Task goal:
Count the lines below that hold "RequestDispatcher". Give the number without comment.

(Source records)
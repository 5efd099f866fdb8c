//! Anthropic Messages API adapter.

use async_trait::async_trait;
use serde_json::{json, Value};

use crate::config::schema::{
    Provider, RouteConfig, RouteType, ANTHROPIC_API_BASE, ANTHROPIC_API_KEY, ANTHROPIC_VERSION,
};
use crate::providers::{
    payload_object, read_response, resolve_secret, ProviderAdapter, ProviderError, ProviderResponse,
};

pub const DEFAULT_API_BASE: &str = "https://api.anthropic.com/v1";
pub const DEFAULT_VERSION: &str = "2023-06-01";

/// The Messages API requires `max_tokens`.
const DEFAULT_MAX_TOKENS: u64 = 1024;

pub struct AnthropicAdapter {
    client: reqwest::Client,
}

impl AnthropicAdapter {
    pub fn new(client: reqwest::Client) -> Self {
        Self { client }
    }
}

#[async_trait]
impl ProviderAdapter for AnthropicAdapter {
    fn provider(&self) -> Provider {
        Provider::Anthropic
    }

    async fn invoke(&self, route: &RouteConfig, payload: Value) -> Result<ProviderResponse, ProviderError> {
        let model = &route.model;
        let mut body = payload_object(payload)?;

        match route.route_type {
            RouteType::Chat => {}
            RouteType::Completions => {
                // A completion prompt becomes a single user turn.
                let prompt = match body.remove("prompt") {
                    Some(Value::String(prompt)) => prompt,
                    _ => {
                        return Err(ProviderError::InvalidPayload(
                            "'prompt' must be a string".to_string(),
                        ))
                    }
                };
                body.insert(
                    "messages".to_string(),
                    json!([{"role": "user", "content": prompt}]),
                );
            }
            RouteType::Embeddings => {
                return Err(ProviderError::UnsupportedRouteType {
                    provider: Provider::Anthropic,
                    route_type: route.route_type,
                })
            }
        }

        body.insert("model".to_string(), Value::String(model.name.clone()));
        body.entry("max_tokens")
            .or_insert_with(|| Value::from(DEFAULT_MAX_TOKENS));

        let api_key = model
            .setting(ANTHROPIC_API_KEY)
            .ok_or(ProviderError::MissingSetting(ANTHROPIC_API_KEY))?;
        let api_key = resolve_secret(api_key)?;
        let base = model
            .setting(ANTHROPIC_API_BASE)
            .unwrap_or(DEFAULT_API_BASE)
            .trim_end_matches('/');
        let version = model.setting(ANTHROPIC_VERSION).unwrap_or(DEFAULT_VERSION);

        tracing::debug!(route = %route.name, model = %model.name, "Calling Anthropic");
        let response = self
            .client
            .post(format!("{base}/messages"))
            .header("x-api-key", api_key)
            .header("anthropic-version", version)
            .json(&body)
            .send()
            .await?;
        read_response(response).await
    }
}

#[cfg(test)]
mod tests {
    use super::*;
    use crate::config::schema::{ModelConfig, ProviderSettings};
    use crate::providers::testing::spawn_echo_upstream;

    fn route(route_type: RouteType, base: &str) -> RouteConfig {
        let mut config = ProviderSettings::new();
        config.insert(ANTHROPIC_API_KEY.into(), json!("ant-key"));
        config.insert(ANTHROPIC_API_BASE.into(), json!(base));
        RouteConfig {
            name: "claude".into(),
            route_type,
            model: ModelConfig {
                name: "claude-3-haiku".into(),
                provider: Provider::Anthropic,
                config,
            },
        }
    }

    #[tokio::test]
    async fn test_completion_becomes_message() {
        let base = spawn_echo_upstream().await;
        let adapter = AnthropicAdapter::new(reqwest::Client::new());

        let response = adapter
            .invoke(&route(RouteType::Completions, &base), json!({"prompt": "hello", "temperature": 0.2}))
            .await
            .unwrap();

        let echoed = response.body;
        assert_eq!(echoed["request"]["path"], "/messages");
        assert_eq!(echoed["request"]["x_api_key"], "ant-key");
        assert_eq!(echoed["request"]["anthropic_version"], DEFAULT_VERSION);
        assert_eq!(echoed["body"]["messages"], json!([{"role": "user", "content": "hello"}]));
        assert_eq!(echoed["body"]["max_tokens"], DEFAULT_MAX_TOKENS);
        assert_eq!(echoed["body"]["model"], "claude-3-haiku");
        assert!(echoed["body"].get("prompt").is_none());
    }

    #[tokio::test]
    async fn test_chat_keeps_caller_max_tokens() {
        let base = spawn_echo_upstream().await;
        let adapter = AnthropicAdapter::new(reqwest::Client::new());

        let response = adapter
            .invoke(
                &route(RouteType::Chat, &base),
                json!({"messages": [{"role": "user", "content": "hi"}], "max_tokens": 5}),
            )
            .await
            .unwrap();
        assert_eq!(response.body["body"]["max_tokens"], 5);
    }

    #[tokio::test]
    async fn test_rejects_bad_payloads() {
        let adapter = AnthropicAdapter::new(reqwest::Client::new());
        let base = "http://127.0.0.1:9";

        let err = adapter
            .invoke(&route(RouteType::Completions, base), json!({"input": "x"}))
            .await
            .unwrap_err();
        assert!(matches!(err, ProviderError::InvalidPayload(_)));

        let err = adapter
            .invoke(&route(RouteType::Embeddings, base), json!({"input": "x"}))
            .await
            .unwrap_err();
        assert!(matches!(err, ProviderError::UnsupportedRouteType { .. }));
    }
}
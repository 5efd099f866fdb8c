//! HTTP server setup and configuration.
//!
//! # Responsibilities
//! - Create Axum Router with all handlers
//! - Wire up middleware (tracing, timeout, request ID)
//! - Bind server to listener
//! - Serve route listing, lookup and invocation through the dispatcher
//! - Answer liveness probes regardless of configuration state

use std::time::Duration;

use axum::{
    body::Bytes,
    extract::{rejection::BytesRejection, DefaultBodyLimit, Path, State},
    http::{HeaderMap, StatusCode},
    routing::get,
    Json, Router,
};
use serde_json::{json, Value};
use tokio::net::TcpListener;
use tokio::sync::broadcast;
use tower_http::{timeout::TimeoutLayer, trace::TraceLayer};

use crate::config::schema::GatewaySettings;
use crate::dispatch::{DispatchError, RequestDispatcher};
use crate::http::request::{propagate_request_id_layer, request_id_of, set_request_id_layer};
use crate::http::response::ApiError;

/// Largest accepted invocation body.
const MAX_BODY_BYTES: usize = 16 * 1024 * 1024;

/// Application state injected into handlers.
#[derive(Clone)]
pub struct AppState {
    pub dispatcher: RequestDispatcher,
}

/// HTTP server for the gateway.
pub struct HttpServer {
    router: Router,
}

impl HttpServer {
    /// Create a new HTTP server serving through `dispatcher`.
    pub fn new(dispatcher: RequestDispatcher, settings: &GatewaySettings) -> Self {
        let state = AppState { dispatcher };
        let router = Self::build_router(settings, state);
        Self { router }
    }

    /// Build the Axum router with all middleware layers.
    #[allow(deprecated)]
    fn build_router(settings: &GatewaySettings, state: AppState) -> Router {
        Router::new()
            .route("/health", get(health))
            .route("/gateway/routes", get(list_routes).fallback(method_not_allowed))
            .route("/gateway/routes/", get(list_routes).fallback(method_not_allowed))
            .route(
                "/gateway/routes/{name}",
                get(get_route).post(invoke_route).fallback(method_not_allowed),
            )
            .route("/gateway/routes/{name}/", get(get_route).fallback(method_not_allowed))
            .fallback(not_found)
            .with_state(state)
            .layer(DefaultBodyLimit::max(MAX_BODY_BYTES))
            .layer(TimeoutLayer::new(Duration::from_secs(settings.timeouts.request_secs)))
            .layer(propagate_request_id_layer())
            .layer(TraceLayer::new_for_http())
            .layer(set_request_id_layer())
    }

    /// The router, for serving in-process.
    pub fn router(&self) -> Router {
        self.router.clone()
    }

    /// Run the server, accepting connections on the given listener.
    pub async fn run(
        self,
        listener: TcpListener,
        mut shutdown: broadcast::Receiver<()>,
    ) -> Result<(), std::io::Error> {
        let addr = listener.local_addr()?;
        tracing::info!(address = %addr, "HTTP server starting");

        axum::serve(listener, self.router)
            .with_graceful_shutdown(async move {
                let _ = shutdown.recv().await;
                tracing::info!("HTTP server received shutdown signal");
            })
            .await?;

        tracing::info!("HTTP server stopped");
        Ok(())
    }
}

/// Liveness only: succeeds whatever the state of the configuration source.
async fn health() -> Json<Value> {
    Json(json!({ "status": "OK" }))
}

async fn list_routes(State(state): State<AppState>) -> Json<Value> {
    Json(json!({ "routes": state.dispatcher.list_routes() }))
}

async fn get_route(
    State(state): State<AppState>,
    Path(name): Path<String>,
) -> Result<Json<Value>, ApiError> {
    let route = state.dispatcher.get_route(&name)?;
    Ok(Json(json!({ "route": route })))
}

/// Invocation endpoints exist only for active routes, so an unknown name
/// is a method error on the lookup path rather than a 404.
async fn invoke_route(
    State(state): State<AppState>,
    Path(name): Path<String>,
    headers: HeaderMap,
    body: Result<Bytes, BytesRejection>,
) -> Result<Json<Value>, ApiError> {
    if !state.dispatcher.contains(&name) {
        return Err(DispatchError::MethodNotAllowed.into());
    }

    let request_id = request_id_of(&headers);
    let body = body.map_err(|rejection| {
        if rejection.status() == StatusCode::PAYLOAD_TOO_LARGE {
            ApiError::PayloadTooLarge
        } else {
            ApiError::BadRequest(format!("Failed to read request body: {}", rejection.body_text()))
        }
    })?;
    let payload: Value = serde_json::from_slice(&body)
        .map_err(|e| ApiError::BadRequest(format!("Invalid JSON payload: {e}")))?;

    tracing::debug!(request_id = %request_id, route = %name, "Invoking route");

    let response = state
        .dispatcher
        .invoke(&name, payload)
        .await
        .map_err(|e| match e {
            DispatchError::RouteNotFound(_) => DispatchError::MethodNotAllowed,
            other => other,
        })?;
    Ok(Json(response.body))
}

async fn method_not_allowed() -> ApiError {
    DispatchError::MethodNotAllowed.into()
}

async fn not_found() -> ApiError {
    ApiError::NotFound
}
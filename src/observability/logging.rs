//! Structured logging.
//!
//! # Responsibilities
//! - Initialize logging subsystem
//! - Configure log level from settings, overridable via `RUST_LOG`
//!
//! # Design Decisions
//! - Uses tracing crate for structured logging
//! - JSON format for production, pretty format for development
//! - Provider settings are never passed to log macros

use tracing_subscriber::{fmt, layer::SubscriberExt, util::SubscriberInitExt, EnvFilter};

use crate::config::schema::{LogFormat, ObservabilityConfig};

/// Filter used when `RUST_LOG` is not set.
pub fn default_filter(level: &str) -> String {
    format!("model_gateway={level},tower_http={level}")
}

/// Install the global tracing subscriber.
pub fn init_logging(config: &ObservabilityConfig) {
    let filter = EnvFilter::try_from_default_env()
        .unwrap_or_else(|_| EnvFilter::new(default_filter(&config.log_level)));
    let registry = tracing_subscriber::registry().with(filter);

    match config.log_format {
        LogFormat::Json => registry.with(fmt::layer().json()).init(),
        LogFormat::Pretty => registry.with(fmt::layer()).init(),
    }
}
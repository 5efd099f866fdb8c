use clap::{Parser, Subcommand};
use gateway_client::GatewayClient;
use serde_json::Value;

#[derive(Parser)]
#[command(name = "gateway-cli")]
#[command(about = "Query a running model gateway", long_about = None)]
struct Cli {
    #[arg(short, long, env = "MODEL_GATEWAY_URL", default_value = "http://localhost:5000")]
    url: String,

    #[command(subcommand)]
    command: Commands,
}

#[derive(Subcommand)]
enum Commands {
    /// Check that the gateway is up
    Health,
    /// List active routes
    Routes,
    /// Show one route
    Route { name: String },
    /// Send a JSON payload to a route
    Query {
        name: String,
        /// Request body, e.g. '{"prompt": "hello"}'
        #[arg(short, long)]
        data: String,
    },
}

#[tokio::main]
async fn main() -> Result<(), Box<dyn std::error::Error>> {
    let cli = Cli::parse();
    let client = GatewayClient::new(&cli.url);

    let output = match cli.command {
        Commands::Health => client.health().await?,
        Commands::Routes => serde_json::to_value(client.search_routes().await?)?,
        Commands::Route { name } => serde_json::to_value(client.get_route(&name).await?)?,
        Commands::Query { name, data } => {
            let payload: Value = serde_json::from_str(&data)?;
            client.query(&name, &payload).await?
        }
    };

    println!("{}", serde_json::to_string_pretty(&output)?);
    Ok(())
}
//! Client for the model gateway HTTP API.

mod client;

pub use client::{ClientError, GatewayClient, Model, Route};
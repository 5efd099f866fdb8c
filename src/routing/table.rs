//! Immutable route table snapshots.
//!
//! # Design Decisions
//! - Built once per successful reload, never mutated afterwards
//! - Keeps file order for listings, plus a name index for O(1) lookup
//! - Superseded wholesale by the next publish

use std::collections::HashMap;

use crate::config::schema::{GatewayConfig, PublicRouteView, RouteConfig};

/// One generation of active routes.
#[derive(Debug)]
pub struct RouteTable {
    generation: u64,
    routes: Vec<RouteConfig>,
    index: HashMap<String, usize>,
}

impl RouteTable {
    /// Build a table from a validated configuration.
    ///
    /// Names are unique in a validated configuration; should a duplicate
    /// still appear, the first definition wins.
    pub fn new(config: GatewayConfig, generation: u64) -> Self {
        let mut index = HashMap::with_capacity(config.routes.len());
        for (position, route) in config.routes.iter().enumerate() {
            index.entry(route.name.clone()).or_insert(position);
        }
        Self {
            generation,
            routes: config.routes,
            index,
        }
    }

    pub fn generation(&self) -> u64 {
        self.generation
    }

    pub fn get(&self, name: &str) -> Option<&RouteConfig> {
        self.index.get(name).map(|&i| &self.routes[i])
    }

    /// Routes in configuration order.
    pub fn iter(&self) -> impl Iterator<Item = &RouteConfig> {
        self.routes.iter()
    }

    pub fn len(&self) -> usize {
        self.routes.len()
    }

    pub fn is_empty(&self) -> bool {
        self.routes.is_empty()
    }

    /// Secret-free projection of every route, in configuration order.
    pub fn public_views(&self) -> Vec<PublicRouteView> {
        self.routes.iter().map(PublicRouteView::from).collect()
    }
}
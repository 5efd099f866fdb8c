use reqwest::{Client, Response};
use serde::{Deserialize, Serialize};
use serde_json::Value;
use thiserror::Error;

/// A route as the gateway exposes it (secrets never included).
#[derive(Debug, Clone, PartialEq, Eq, Serialize, Deserialize)]
pub struct Route {
    pub name: String,
    #[serde(rename = "type")]
    pub route_type: String,
    pub model: Model,
}

#[derive(Debug, Clone, PartialEq, Eq, Serialize, Deserialize)]
pub struct Model {
    pub name: String,
    pub provider: String,
}

#[derive(Debug, Error)]
pub enum ClientError {
    #[error("request failed: {0}")]
    Http(#[from] reqwest::Error),

    #[error("gateway returned {status}: {detail}")]
    Status { status: u16, detail: String },

    #[error("unexpected response body: {0}")]
    Decode(#[from] serde_json::Error),
}

#[derive(Deserialize)]
struct RouteList {
    routes: Vec<Route>,
}

#[derive(Deserialize)]
struct RouteEnvelope {
    route: Route,
}

pub struct GatewayClient {
    client: Client,
    base_url: String,
}

impl GatewayClient {
    pub fn new(base_url: &str) -> Self {
        Self {
            client: Client::new(),
            base_url: base_url.trim_end_matches('/').to_string(),
        }
    }

    pub fn base_url(&self) -> &str {
        &self.base_url
    }

    /// Liveness probe; returns the raw `{"status": ...}` body.
    pub async fn health(&self) -> Result<Value, ClientError> {
        let resp = self.client.get(format!("{}/health", self.base_url)).send().await?;
        decode(resp).await
    }

    /// All routes currently served.
    pub async fn search_routes(&self) -> Result<Vec<Route>, ClientError> {
        let resp = self
            .client
            .get(format!("{}/gateway/routes/", self.base_url))
            .send()
            .await?;
        let list: RouteList = decode(resp).await?;
        Ok(list.routes)
    }

    pub async fn get_route(&self, name: &str) -> Result<Route, ClientError> {
        let resp = self
            .client
            .get(format!("{}/gateway/routes/{}", self.base_url, name))
            .send()
            .await?;
        let envelope: RouteEnvelope = decode(resp).await?;
        Ok(envelope.route)
    }

    /// Invoke a route with a provider-shaped JSON payload.
    pub async fn query(&self, name: &str, payload: &Value) -> Result<Value, ClientError> {
        let resp = self
            .client
            .post(format!("{}/gateway/routes/{}", self.base_url, name))
            .json(payload)
            .send()
            .await?;
        decode(resp).await
    }
}

async fn decode<T: serde::de::DeserializeOwned>(resp: Response) -> Result<T, ClientError> {
    let status = resp.status();
    let text = resp.text().await?;

    if !status.is_success() {
        let detail = serde_json::from_str::<Value>(&text)
            .ok()
            .and_then(|v| v.get("detail").and_then(Value::as_str).map(str::to_string))
            .unwrap_or(text);
        return Err(ClientError::Status {
            status: status.as_u16(),
            detail,
        });
    }

    Ok(serde_json::from_str(&text)?)
}

#[cfg(test)]
mod tests {
    use super::*;

    #[test]
    fn test_route_deserializes_public_view() {
        let route: Route = serde_json::from_str(
            r#"{"name": "chat", "type": "llm/v1/chat", "model": {"name": "gpt-4", "provider": "openai"}}"#,
        )
        .unwrap();
        assert_eq!(route.route_type, "llm/v1/chat");
        assert_eq!(route.model.provider, "openai");
    }

    #[test]
    fn test_base_url_trailing_slash() {
        assert_eq!(GatewayClient::new("http://localhost:5000/").base_url(), "http://localhost:5000");
    }
}
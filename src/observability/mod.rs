//! Observability subsystem.
//!
//! # Data Flow
//! ```text
//! Watcher, dispatcher, HTTP layer:
//!     → logging.rs (tracing events: reload outcomes, dispatch failures)
//!     → metrics.rs (reload counters, table generation, invocation latency)
//!
//! Consumers:
//!     → stdout (pretty or JSON lines)
//!     → optional Prometheus listener
//! ```
//!
//! # Design Decisions
//! - Provider settings never reach a log field or a metric label
//! - `RUST_LOG` wins over the configured level

pub mod logging;
pub mod metrics;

Task response:
3